- _WHAT IS REQUIRED_:
Reproduce the entries exactly as they appear below.

=== DATA SUPPLIED ===

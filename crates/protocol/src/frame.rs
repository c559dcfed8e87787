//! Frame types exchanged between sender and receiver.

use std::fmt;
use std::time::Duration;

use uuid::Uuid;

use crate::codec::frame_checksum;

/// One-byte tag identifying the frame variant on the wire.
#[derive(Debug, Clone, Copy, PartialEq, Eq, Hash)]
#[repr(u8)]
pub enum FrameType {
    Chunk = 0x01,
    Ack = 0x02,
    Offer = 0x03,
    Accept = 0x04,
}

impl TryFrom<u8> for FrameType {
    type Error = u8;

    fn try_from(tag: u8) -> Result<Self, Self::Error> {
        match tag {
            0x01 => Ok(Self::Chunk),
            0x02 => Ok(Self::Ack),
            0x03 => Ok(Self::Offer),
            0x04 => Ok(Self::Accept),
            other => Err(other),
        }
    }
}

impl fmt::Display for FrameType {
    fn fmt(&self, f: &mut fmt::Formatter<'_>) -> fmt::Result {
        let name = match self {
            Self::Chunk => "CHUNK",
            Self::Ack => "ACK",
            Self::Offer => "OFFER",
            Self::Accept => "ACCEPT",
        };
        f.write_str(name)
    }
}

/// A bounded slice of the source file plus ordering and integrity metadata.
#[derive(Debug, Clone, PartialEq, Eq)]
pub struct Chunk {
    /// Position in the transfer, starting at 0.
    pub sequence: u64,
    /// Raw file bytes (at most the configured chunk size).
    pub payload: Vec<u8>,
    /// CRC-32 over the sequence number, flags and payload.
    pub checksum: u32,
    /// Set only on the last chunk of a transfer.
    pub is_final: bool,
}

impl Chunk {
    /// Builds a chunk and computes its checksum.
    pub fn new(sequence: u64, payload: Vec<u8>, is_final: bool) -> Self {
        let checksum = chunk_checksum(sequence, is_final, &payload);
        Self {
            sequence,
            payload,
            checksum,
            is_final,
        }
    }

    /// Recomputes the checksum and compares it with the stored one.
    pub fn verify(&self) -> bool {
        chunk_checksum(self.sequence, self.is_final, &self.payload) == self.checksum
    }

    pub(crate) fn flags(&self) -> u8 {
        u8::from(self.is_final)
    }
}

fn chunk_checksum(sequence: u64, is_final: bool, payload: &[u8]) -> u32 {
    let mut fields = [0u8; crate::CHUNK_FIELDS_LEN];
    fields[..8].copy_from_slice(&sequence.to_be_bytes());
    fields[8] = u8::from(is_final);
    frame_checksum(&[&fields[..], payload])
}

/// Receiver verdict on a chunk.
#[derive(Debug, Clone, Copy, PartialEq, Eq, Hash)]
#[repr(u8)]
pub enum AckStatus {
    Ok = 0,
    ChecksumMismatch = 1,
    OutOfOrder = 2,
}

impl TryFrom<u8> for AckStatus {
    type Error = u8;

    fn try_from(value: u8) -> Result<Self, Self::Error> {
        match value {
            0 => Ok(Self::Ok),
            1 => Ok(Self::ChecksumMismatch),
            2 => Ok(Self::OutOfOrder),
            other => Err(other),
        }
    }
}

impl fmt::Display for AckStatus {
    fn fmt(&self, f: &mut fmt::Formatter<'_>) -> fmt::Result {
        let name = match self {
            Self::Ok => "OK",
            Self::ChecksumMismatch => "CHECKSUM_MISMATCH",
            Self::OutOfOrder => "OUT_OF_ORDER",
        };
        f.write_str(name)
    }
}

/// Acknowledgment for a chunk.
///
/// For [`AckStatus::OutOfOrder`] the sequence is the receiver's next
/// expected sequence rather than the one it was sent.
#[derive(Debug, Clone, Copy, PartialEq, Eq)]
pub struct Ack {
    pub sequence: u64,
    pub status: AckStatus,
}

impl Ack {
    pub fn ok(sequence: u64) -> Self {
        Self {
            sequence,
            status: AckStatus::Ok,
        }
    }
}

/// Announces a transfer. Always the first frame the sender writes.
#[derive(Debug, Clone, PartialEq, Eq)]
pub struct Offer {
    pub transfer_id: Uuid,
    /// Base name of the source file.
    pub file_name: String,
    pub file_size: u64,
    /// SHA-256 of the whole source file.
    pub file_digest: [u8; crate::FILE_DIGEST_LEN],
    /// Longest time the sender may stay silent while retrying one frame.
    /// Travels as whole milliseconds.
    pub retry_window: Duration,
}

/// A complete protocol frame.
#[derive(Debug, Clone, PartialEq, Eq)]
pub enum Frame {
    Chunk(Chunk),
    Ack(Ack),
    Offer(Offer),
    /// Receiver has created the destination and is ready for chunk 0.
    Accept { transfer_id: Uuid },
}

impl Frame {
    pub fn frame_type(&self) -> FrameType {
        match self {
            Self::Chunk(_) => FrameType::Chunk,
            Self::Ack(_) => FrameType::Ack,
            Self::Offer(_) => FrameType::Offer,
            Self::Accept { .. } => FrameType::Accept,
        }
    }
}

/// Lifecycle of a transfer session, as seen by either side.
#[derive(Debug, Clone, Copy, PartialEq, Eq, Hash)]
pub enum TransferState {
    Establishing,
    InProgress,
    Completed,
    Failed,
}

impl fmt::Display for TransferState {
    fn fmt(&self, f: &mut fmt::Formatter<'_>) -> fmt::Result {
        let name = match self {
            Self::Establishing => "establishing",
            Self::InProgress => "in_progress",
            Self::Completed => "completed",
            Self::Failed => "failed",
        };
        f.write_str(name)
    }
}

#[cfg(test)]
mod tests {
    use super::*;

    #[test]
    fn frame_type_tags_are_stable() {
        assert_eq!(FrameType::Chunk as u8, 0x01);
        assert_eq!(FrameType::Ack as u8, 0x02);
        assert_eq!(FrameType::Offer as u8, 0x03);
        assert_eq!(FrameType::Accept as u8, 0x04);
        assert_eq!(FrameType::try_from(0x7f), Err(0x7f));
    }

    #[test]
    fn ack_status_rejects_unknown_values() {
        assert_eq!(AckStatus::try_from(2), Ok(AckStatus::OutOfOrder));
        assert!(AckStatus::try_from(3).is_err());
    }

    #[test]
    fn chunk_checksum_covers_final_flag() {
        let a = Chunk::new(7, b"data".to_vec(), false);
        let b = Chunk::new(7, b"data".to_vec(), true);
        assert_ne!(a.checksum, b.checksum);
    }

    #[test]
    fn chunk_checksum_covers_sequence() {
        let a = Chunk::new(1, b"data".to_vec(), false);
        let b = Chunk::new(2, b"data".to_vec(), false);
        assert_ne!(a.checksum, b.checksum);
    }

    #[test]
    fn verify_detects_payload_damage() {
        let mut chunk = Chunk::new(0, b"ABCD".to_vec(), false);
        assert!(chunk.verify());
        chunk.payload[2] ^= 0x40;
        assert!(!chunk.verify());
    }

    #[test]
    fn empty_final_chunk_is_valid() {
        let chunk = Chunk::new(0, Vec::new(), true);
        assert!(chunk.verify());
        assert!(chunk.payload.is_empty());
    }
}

===

- _SOLUTION FOR THIS EXERCISE_:
filename crates/protocol/src/frame.rs
repository c559dcfed8e87787
//! Frame types exchanged between sender and receiver.

use std::fmt;
use std::time::Duration;

use uuid::Uuid;

use crate::codec::frame_checksum;

/// One-byte tag identifying the frame variant on the wire.
#[derive(Debug, Clone, Copy, PartialEq, Eq, Hash)]
#[repr(u8)]
pub enum FrameType {
    Chunk = 0x01,
    Ack = 0x02,
    Offer = 0x03,
    Accept = 0x04,
}

impl TryFrom<u8> for FrameType {
    type Error = u8;

    fn try_from(tag: u8) -> Result<Self, Self::Error> {
        match tag {
            0x01 => Ok(Self::Chunk),
            0x02 => Ok(Self::Ack),
            0x03 => Ok(Self::Offer),
            0x04 => Ok(Self::Accept),
            other => Err(other),
        }
    }
}

impl fmt::Display for FrameType {
    fn fmt(&self, f: &mut fmt::Formatter<'_>) -> fmt::Result {
        let name = match self {
            Self::Chunk => "CHUNK",
            Self::Ack => "ACK",
            Self::Offer => "OFFER",
            Self::Accept => "ACCEPT",
        };
        f.write_str(name)
    }
}

/// A bounded slice of the source file plus ordering and integrity metadata.
#[derive(Debug, Clone, PartialEq, Eq)]
pub struct Chunk {
    /// Position in the transfer, starting at 0.
    pub sequence: u64,
    /// Raw file bytes (at most the configured chunk size).
    pub payload: Vec<u8>,
    /// CRC-32 over the sequence number, flags and payload.
    pub checksum: u32,
    /// Set only on the last chunk of a transfer.
    pub is_final: bool,
}

impl Chunk {
    /// Builds a chunk and computes its checksum.
    pub fn new(sequence: u64, payload: Vec<u8>, is_final: bool) -> Self {
        let checksum = chunk_checksum(sequence, is_final, &payload);
        Self {
            sequence,
            payload,
            checksum,
            is_final,
        }
    }

    /// Recomputes the checksum and compares it with the stored one.
    pub fn verify(&self) -> bool {
        chunk_checksum(self.sequence, self.is_final, &self.payload) == self.checksum
    }

    pub(crate) fn flags(&self) -> u8 {
        u8::from(self.is_final)
    }
}

fn chunk_checksum(sequence: u64, is_final: bool, payload: &[u8]) -> u32 {
    let mut fields = [0u8; crate::CHUNK_FIELDS_LEN];
    fields[..8].copy_from_slice(&sequence.to_be_bytes());
    fields[8] = u8::from(is_final);
    frame_checksum(&[&fields[..], payload])
}

/// Receiver verdict on a chunk.
#[derive(Debug, Clone, Copy, PartialEq, Eq, Hash)]
#[repr(u8)]
pub enum AckStatus {
    Ok = 0,
    ChecksumMismatch = 1,
    OutOfOrder = 2,
}

impl TryFrom<u8> for AckStatus {
    type Error = u8;

    fn try_from(value: u8) -> Result<Self, Self::Error> {
        match value {
            0 => Ok(Self::Ok),
            1 => Ok(Self::ChecksumMismatch),
            2 => Ok(Self::OutOfOrder),
            other => Err(other),
        }
    }
}

impl fmt::Display for AckStatus {
    fn fmt(&self, f: &mut fmt::Formatter<'_>) -> fmt::Result {
        let name = match self {
            Self::Ok => "OK",
            Self::ChecksumMismatch => "CHECKSUM_MISMATCH",
            Self::OutOfOrder => "OUT_OF_ORDER",
        };
        f.write_str(name)
    }
}

/// Acknowledgment for a chunk.
///
/// For [`AckStatus::OutOfOrder`] the sequence is the receiver's next
/// expected sequence rather than the one it was sent.
#[derive(Debug, Clone, Copy, PartialEq, Eq)]
pub struct Ack {
    pub sequence: u64,
    pub status: AckStatus,
}

impl Ack {
    pub fn ok(sequence: u64) -> Self {
        Self {
            sequence,
            status: AckStatus::Ok,
        }
    }
}

/// Announces a transfer. Always the first frame the sender writes.
#[derive(Debug, Clone, PartialEq, Eq)]
pub struct Offer {
    pub transfer_id: Uuid,
    /// Base name of the source file.
    pub file_name: String,
    pub file_size: u64,
    /// SHA-256 of the whole source file.
    pub file_digest: [u8; crate::FILE_DIGEST_LEN],
    /// Longest time the sender may stay silent while retrying one frame.
    /// Travels as whole milliseconds.
    pub retry_window: Duration,
}

/// A complete protocol frame.
#[derive(Debug, Clone, PartialEq, Eq)]
pub enum Frame {
    Chunk(Chunk),
    Ack(Ack),
    Offer(Offer),
    /// Receiver has created the destination and is ready for chunk 0.
    Accept { transfer_id: Uuid },
}

impl Frame {
    pub fn frame_type(&self) -> FrameType {
        match self {
            Self::Chunk(_) => FrameType::Chunk,
            Self::Ack(_) => FrameType::Ack,
            Self::Offer(_) => FrameType::Offer,
            Self::Accept { .. } => FrameType::Accept,
        }
    }
}

/// Lifecycle of a transfer session, as seen by either side.
#[derive(Debug, Clone, Copy, PartialEq, Eq, Hash)]
pub enum TransferState {
    Establishing,
    InProgress,
    Completed,
    Failed,
}

impl fmt::Display for TransferState {
    fn fmt(&self, f: &mut fmt::Formatter<'_>) -> fmt::Result {
        let name = match self {
            Self::Establishing => "establishing",
            Self::InProgress => "in_progress",
            Self::Completed => "completed",
            Self::Failed => "failed",
        };
        f.write_str(name)
    }
}

#[cfg(test)]
mod tests {
    use super::*;

    #[test]
    fn frame_type_tags_are_stable() {
        assert_eq!(FrameType::Chunk as u8, 0x01);
        assert_eq!(FrameType::Ack as u8, 0x02);
        assert_eq!(FrameType::Offer as u8, 0x03);
        assert_eq!(FrameType::Accept as u8, 0x04);
        assert_eq!(FrameType::try_from(0x7f), Err(0x7f));
    }

    #[test]
    fn ack_status_rejects_unknown_values() {
        assert_eq!(AckStatus::try_from(2), Ok(AckStatus::OutOfOrder));
        assert!(AckStatus::try_from(3).is_err());
    }

    #[test]
    fn chunk_checksum_covers_final_flag() {
        let a = Chunk::new(7, b"data".to_vec(), false);
        let b = Chunk::new(7, b"data".to_vec(), true);
        assert_ne!(a.checksum, b.checksum);
    }

    #[test]
    fn chunk_checksum_covers_sequence() {
        let a = Chunk::new(1, b"data".to_vec(), false);
        let b = Chunk::new(2, b"data".to_vec(), false);
        assert_ne!(a.checksum, b.checksum);
    }

    #[test]
    fn verify_detects_payload_damage() {
        let mut chunk = Chunk::new(0, b"ABCD".to_vec(), false);
        assert!(chunk.verify());
        chunk.payload[2] ^= 0x40;
        assert!(!chunk.verify());
    }

    #[test]
    fn empty_final_chunk_is_valid() {
        let chunk = Chunk::new(0, Vec::new(), true);
        assert!(chunk.verify());
        assert!(chunk.payload.is_empty());
    }
}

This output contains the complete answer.